(MATERIAL SHOWN begins)

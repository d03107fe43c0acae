pub mod extract;
pub mod rate;

pub use extract::{extract_respiration, RespirationCache, RespirationWave};
pub use rate::{estimate_rate, RateEstimate, RateMethod, RateStrategy, RespirationConfig};
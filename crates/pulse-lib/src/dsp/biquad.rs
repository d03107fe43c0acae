//! Second-order IIR section.
//!
//! `H(z) = (b0 + b1 z^-1 + b2 z^-2) / (1 + a1 z^-1 + a2 z^-2)`, evaluated in
//! direct form I so the state is just the last two inputs and outputs.

use crate::error::{EcgError, EcgResult};
use std::f64::consts::PI;

#[derive(Debug, Clone)]
pub struct Biquad {
    b: [f64; 3],
    a: [f64; 2],
    x1: f64,
    x2: f64,
    y1: f64,
    y2: f64,
}

impl Biquad {
    pub fn new(b: [f64; 3], a: [f64; 2]) -> Self {
        Self {
            b,
            a,
            x1: 0.0,
            x2: 0.0,
            y1: 0.0,
            y2: 0.0,
        }
    }

    /// Band-pass between `low_hz` and `high_hz` with unity gain at the centre.
    ///
    /// Both cut-offs are normalised to Nyquist; the centre is their midpoint
    /// and the bandwidth their difference, giving `Q = centre / bandwidth`.
    pub fn bandpass(low_hz: f64, high_hz: f64, fs: f64) -> EcgResult<Self> {
        let nyquist = fs / 2.0;
        if !(fs > 0.0) || !(low_hz >= 0.0) || !(high_hz > low_hz) || high_hz >= nyquist {
            return Err(EcgError::InvalidConfig(format!(
                "band-pass [{low_hz}, {high_hz}] Hz invalid at fs {fs} Hz"
            )));
        }
        let low = low_hz / nyquist;
        let high = high_hz / nyquist;
        let centre = 0.5 * (low + high);
        let bandwidth = high - low;
        let w0 = PI * centre;
        let q = centre / bandwidth;
        let alpha = w0.sin() / (2.0 * q);
        let a0 = 1.0 + alpha;
        let coeffs = Self::new(
            [alpha / a0, 0.0, -alpha / a0],
            [-2.0 * w0.cos() / a0, (1.0 - alpha) / a0],
        );
        if !coeffs.is_stable() {
            return Err(EcgError::NumericDegenerate("band-pass coefficients"));
        }
        Ok(coeffs)
    }

    pub fn process(&mut self, x: f64) -> f64 {
        let y = self.b[0] * x + self.b[1] * self.x1 + self.b[2] * self.x2
            - self.a[0] * self.y1
            - self.a[1] * self.y2;
        self.x2 = self.x1;
        self.x1 = x;
        self.y2 = self.y1;
        self.y1 = y;
        y
    }

    /// Filter a whole block causally, starting from the current state.
    pub fn filter(&mut self, data: &[f64]) -> Vec<f64> {
        data.iter().map(|&x| self.process(x)).collect()
    }

    /// Poles inside the unit circle.
    pub fn is_stable(&self) -> bool {
        self.a.iter().all(|c| c.is_finite())
            && self.a[1].abs() < 1.0
            && self.a[0].abs() < 1.0 + self.a[1]
    }

    /// Magnitude response at `freq_hz`.
    pub fn gain_at(&self, freq_hz: f64, fs: f64) -> f64 {
        let w = 2.0 * PI * freq_hz / fs;
        let (c1, s1) = (w.cos(), -w.sin());
        let (c2, s2) = ((2.0 * w).cos(), -(2.0 * w).sin());
        let num_re = self.b[0] + self.b[1] * c1 + self.b[2] * c2;
        let num_im = self.b[1] * s1 + self.b[2] * s2;
        let den_re = 1.0 + self.a[0] * c1 + self.a[1] * c2;
        let den_im = self.a[0] * s1 + self.a[1] * s2;
        (num_re.hypot(num_im)) / (den_re.hypot(den_im))
    }
}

(MATERIAL SHOWN ends)

- [EXERCISE PROMPT]:
After locating the line with "- self.a[0] * self.y1" above, return that line and every later line through the one with "let w = 2.0 * PI * freq_hz / fs;", word for word and with nothing else.

- [TASK SOLUTION]:
            - self.a[0] * self.y1
            - self.a[1] * self.y2;
        self.x2 = self.x1;
        self.x1 = x;
        self.y2 = self.y1;
        self.y1 = y;
        y
    }

    /// Filter a whole block causally, starting from the current state.
    pub fn filter(&mut self, data: &[f64]) -> Vec<f64> {
        data.iter().map(|&x| self.process(x)).collect()
    }

    /// Poles inside the unit circle.
    pub fn is_stable(&self) -> bool {
        self.a.iter().all(|c| c.is_finite())
            && self.a[1].abs() < 1.0
            && self.a[0].abs() < 1.0 + self.a[1]
    }

    /// Magnitude response at `freq_hz`.
    pub fn gain_at(&self, freq_hz: f64, fs: f64) -> f64 {
        let w = 2.0 * PI * freq_hz / fs;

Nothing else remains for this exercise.